What excites you about your work?
“It’s exciting to make discoveries that are unexpected and change the way we think about heart biology and disease–findings that point us in new directions. We’re trying to follow some of those new directions with the work we’re doing now, like this protein called LRC10. Its multifaceted role in the heart was unexpected—some of the dramatic effects it’s had—so we’re trying to understand that.”

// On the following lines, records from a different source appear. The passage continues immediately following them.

use serde::{Deserialize, Serialize};

use crate::error::{Error, Result};
use crate::timeline::{TimelineTable, TimelineVariableRecord};
use crate::trial::TrialSpec;

/// A run of trials repeated once per timeline variable record (for example
/// an instruction, training, or test block).
#[derive(Debug, Clone, PartialEq, Serialize, Deserialize)]
pub struct Block {
    #[serde(default, skip_serializing_if = "Option::is_none")]
    pub name: Option<String>,
    pub trials: Vec<TrialSpec>,
    #[serde(default, skip_serializing_if = "TimelineTable::is_empty")]
    pub timeline: TimelineTable,
    #[serde(default)]
    pub randomize_order: bool,
    #[serde(default = "single")]
    pub repetitions: usize,
}

fn single() -> usize {
    1
}

impl Block {
    pub fn new(trials: Vec<TrialSpec>, timeline: TimelineTable) -> Self {
        Self {
            name: None,
            trials,
            timeline,
            randomize_order: false,
            repetitions: 1,
        }
    }

    pub fn named(mut self, name: impl Into<String>) -> Self {
        self.name = Some(name.into());
        self
    }

    pub fn randomized(mut self) -> Self {
        self.randomize_order = true;
        self
    }

    pub fn repeated(mut self, repetitions: usize) -> Self {
        self.repetitions = repetitions;
        self
    }

    /// Records the block iterates over; a block without a table runs once
    /// with an empty record.
    pub fn records(&self) -> Vec<&TimelineVariableRecord> {
        if self.timeline.is_empty() {
            vec![empty_record()]
        } else {
            self.timeline.iter().collect()
        }
    }

    /// Checks that every timeline variable a trial refers to is present in
    /// every record.
    pub fn validate(&self, index: usize) -> Result<()> {
        if self.trials.is_empty() {
            return Err(Error::EmptyBlock(index));
        }
        if let Some(key) = self.trials.iter().find_map(TrialSpec::current_data_read) {
            return Err(Error::CurrentTrialData { block: index, key });
        }
        let names: Vec<String> = self
            .trials
            .iter()
            .flat_map(TrialSpec::timeline_names)
            .collect();
        for (record_index, record) in self.records().into_iter().enumerate() {
            if let Some(name) = names.iter().find(|n| !record.contains(n)) {
                return Err(Error::MissingTimelineVariable {
                    block: index,
                    record: record_index,
                    name: name.clone(),
                });
            }
        }
        Ok(())
    }
}

fn empty_record() -> &'static TimelineVariableRecord {
    static EMPTY: std::sync::OnceLock<TimelineVariableRecord> = std::sync::OnceLock::new();
    EMPTY.get_or_init(TimelineVariableRecord::new)
}
use criterion::{BenchmarkId, Criterion, black_box, criterion_group, criterion_main};
use pprof::criterion::{Output, PProfProfiler};

use cogex_core::{
    Block, Experiment, Expr, StimulusTemplate, TimelineTable, TimelineVariableRecord, TrialSpec,
};
use cogex_jspsych::{CompileOptions, OutputFormat, compile};

const COLORS: [(&str, &str); 4] = [("red", "f"), ("green", "j"), ("blue", "f"), ("yellow", "j")];

/// Stroop blocks with feedback and a running score, `records` rows each.
fn synthetic_experiment(blocks: usize, records: usize) -> Experiment {
    let table: TimelineTable = (0..records)
        .map(|i| {
            let (word, _) = COLORS[i % COLORS.len()];
            let (color, key) = COLORS[(i / COLORS.len()) % COLORS.len()];
            TimelineVariableRecord::new()
                .with("word", word.to_uppercase())
                .with("color", color)
                .with("correct", key)
        })
        .collect();
    let trials = vec![
        TrialSpec::fixation(500),
        TrialSpec::response(
            StimulusTemplate::text(Expr::timeline("word"), Expr::timeline("color")),
            ["f", "j"],
            Expr::timeline("correct"),
        )
        .with_duration(2000u64)
        .with_side_effect(
            "score",
            Expr::shared("score").add(Expr::if_else(Expr::bean("correct", 1), 1, 0)),
        ),
        TrialSpec::stimulus(StimulusTemplate::text(
            Expr::if_else(Expr::bean("correct", 1), "Correct!", "Wrong!"),
            Expr::if_else(Expr::bean("correct", 1), "green", "red"),
        ))
        .with_duration(800u64),
    ];
    let blocks = (0..blocks)
        .map(|_| Block::new(trials.clone(), table.clone()).randomized())
        .collect();
    Experiment::new(blocks).with_shared("score", 0)
}

pub fn bench_compile(c: &mut Criterion) {
    let mut group = c.benchmark_group("compile");
    for (blocks, records) in [(1, 16), (4, 64), (16, 256)] {
        let experiment = synthetic_experiment(blocks, records);
        for format in [OutputFormat::Html, OutputFormat::Function] {
            let options = CompileOptions {
                format,
                ..CompileOptions::default()
            };
            group.bench_with_input(
                BenchmarkId::new(format!("{format:?}"), format!("{blocks}x{records}")),
                &experiment,
                |b, experiment| b.iter(|| compile(black_box(experiment), &options)),
            );
        }
    }
    group.finish();
}

criterion_group! {
    name = benches;
    config = Criterion::default()
        .with_profiler(PProfProfiler::new(100, Output::Flamegraph(None)))
        .noise_threshold(0.02);
    targets = bench_compile
}

criterion_main!(benches);
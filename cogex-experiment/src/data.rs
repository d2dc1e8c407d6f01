//! Result log and post-run processing.

use std::fs;
use std::path::Path;

use cogex_core::trial::{ECHO_PREFIX, TrialKind};
use cogex_core::TrialResult;
use serde::{Deserialize, Serialize};
use serde_json::{Map, Value};

use crate::error::Result;

/// Append-only sequence of trial results.
#[derive(Debug, Clone, Default, PartialEq, Serialize, Deserialize)]
#[serde(transparent)]
pub struct ResultLog {
    records: Vec<TrialResult>,
}

impl ResultLog {
    pub fn new() -> Self {
        Self::default()
    }

    pub fn push(&mut self, result: TrialResult) {
        self.records.push(result);
    }

    pub fn len(&self) -> usize {
        self.records.len()
    }

    pub fn is_empty(&self) -> bool {
        self.records.is_empty()
    }

    pub fn as_slice(&self) -> &[TrialResult] {
        &self.records
    }

    pub fn iter(&self) -> std::slice::Iter<'_, TrialResult> {
        self.records.iter()
    }

    pub fn last(&self) -> Option<&TrialResult> {
        self.records.last()
    }

    pub fn to_json_string(&self) -> Result<String> {
        Ok(serde_json::to_string_pretty(self)?)
    }

    pub fn save_json(&self, path: impl AsRef<Path>) -> Result<()> {
        fs::write(path, self.to_json_string()?)?;
        Ok(())
    }

    pub fn load_json(path: impl AsRef<Path>) -> Result<Self> {
        Ok(serde_json::from_str(&fs::read_to_string(path)?)?)
    }

    pub fn summary(&self) -> Summary {
        Summary::of(&self.records)
    }
}

impl<'a> IntoIterator for &'a ResultLog {
    type Item = &'a TrialResult;
    type IntoIter = std::slice::Iter<'a, TrialResult>;

    fn into_iter(self) -> Self::IntoIter {
        self.records.iter()
    }
}

/// Keeps the runner's core fields and the namespaced parameters, with the
/// namespace stripped.
pub fn strip_namespace(records: &[TrialResult]) -> Result<Vec<Map<String, Value>>> {
    let mut out = Vec::with_capacity(records.len());
    for record in records {
        let Value::Object(fields) = serde_json::to_value(record)? else {
            continue;
        };
        let row = fields
            .into_iter()
            .filter_map(|(key, value)| {
                if let Some(name) = key.strip_prefix(ECHO_PREFIX) {
                    return Some((name.to_string(), value));
                }
                matches!(key.as_str(), "rt" | "stimulus" | "trial_type" | "response")
                    .then_some((key, value))
            })
            .collect();
        out.push(row);
    }
    Ok(out)
}

pub fn count_responses(records: &[TrialResult]) -> usize {
    records.iter().filter(|r| r.response.is_some()).count()
}

/// Records up to, not including, the (n+1)-th response. Useful to replay
/// the first part of a session and simulate the rest.
pub fn until_response(records: &[TrialResult], n: usize) -> &[TrialResult] {
    let mut seen = 0;
    for (index, record) in records.iter().enumerate() {
        if record.response.is_some() {
            seen += 1;
        }
        if seen > n {
            return &records[..index];
        }
    }
    records
}

#[derive(Debug, Clone, Copy, PartialEq, Serialize)]
pub struct Summary {
    pub trials: usize,
    pub response_trials: usize,
    pub responses: usize,
    pub correct: usize,
    pub mean_rt_ms: Option<f64>,
}

impl Summary {
    /// Counts over response-collection trials only.
    pub fn of(records: &[TrialResult]) -> Self {
        let kind = Value::from(TrialKind::ResponseCollection.as_str());
        let scored: Vec<&TrialResult> = records
            .iter()
            .filter(|r| r.echoed("kind") == Some(&kind))
            .collect();
        let rts: Vec<u64> = scored.iter().filter_map(|r| r.rt).collect();
        Self {
            trials: records.len(),
            response_trials: scored.len(),
            responses: scored.iter().filter(|r| r.responded()).count(),
            correct: scored.iter().filter(|r| r.correct).count(),
            mean_rt_ms: (!rts.is_empty())
                .then(|| rts.iter().sum::<u64>() as f64 / rts.len() as f64),
        }
    }

    pub fn accuracy(&self) -> Option<f64> {
        (self.response_trials > 0).then(|| self.correct as f64 / self.response_trials as f64)
    }
}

What do you hope to achieve?
“Our lab is dedicated to understanding certain forms of heart disease—arrhythmias and heart failure. We’re digging into the mechanisms of those diseases to try to improve therapeutic approaches and find new ways to improve the adult human heart’s ability to regenerate. After an insult like a heart attack, the heart is unable to repair itself very well, so we’re trying to find new ways to deal with that major shortcoming of our bodies’ ability to repair itself—either using expression of different proteins, or cell-based therapies, like stem cell products, that can be delivered to the heart to regrow the heart muscle. We hope to impact human health with these new therapies. In the intermediate timeframe, our team is hoping to get them through studies in animal models to show their efficacy and their safety before trying them in people. We’re getting closer; we have animal studies that are promising.”
Tim’s lab explores arrhythmia and heart failure using human heart cells to prompt muscle regeneration and improve therapies for people with heart disease. WARF appreciates our partnership with Tim as he works to improve millions of people’s lives.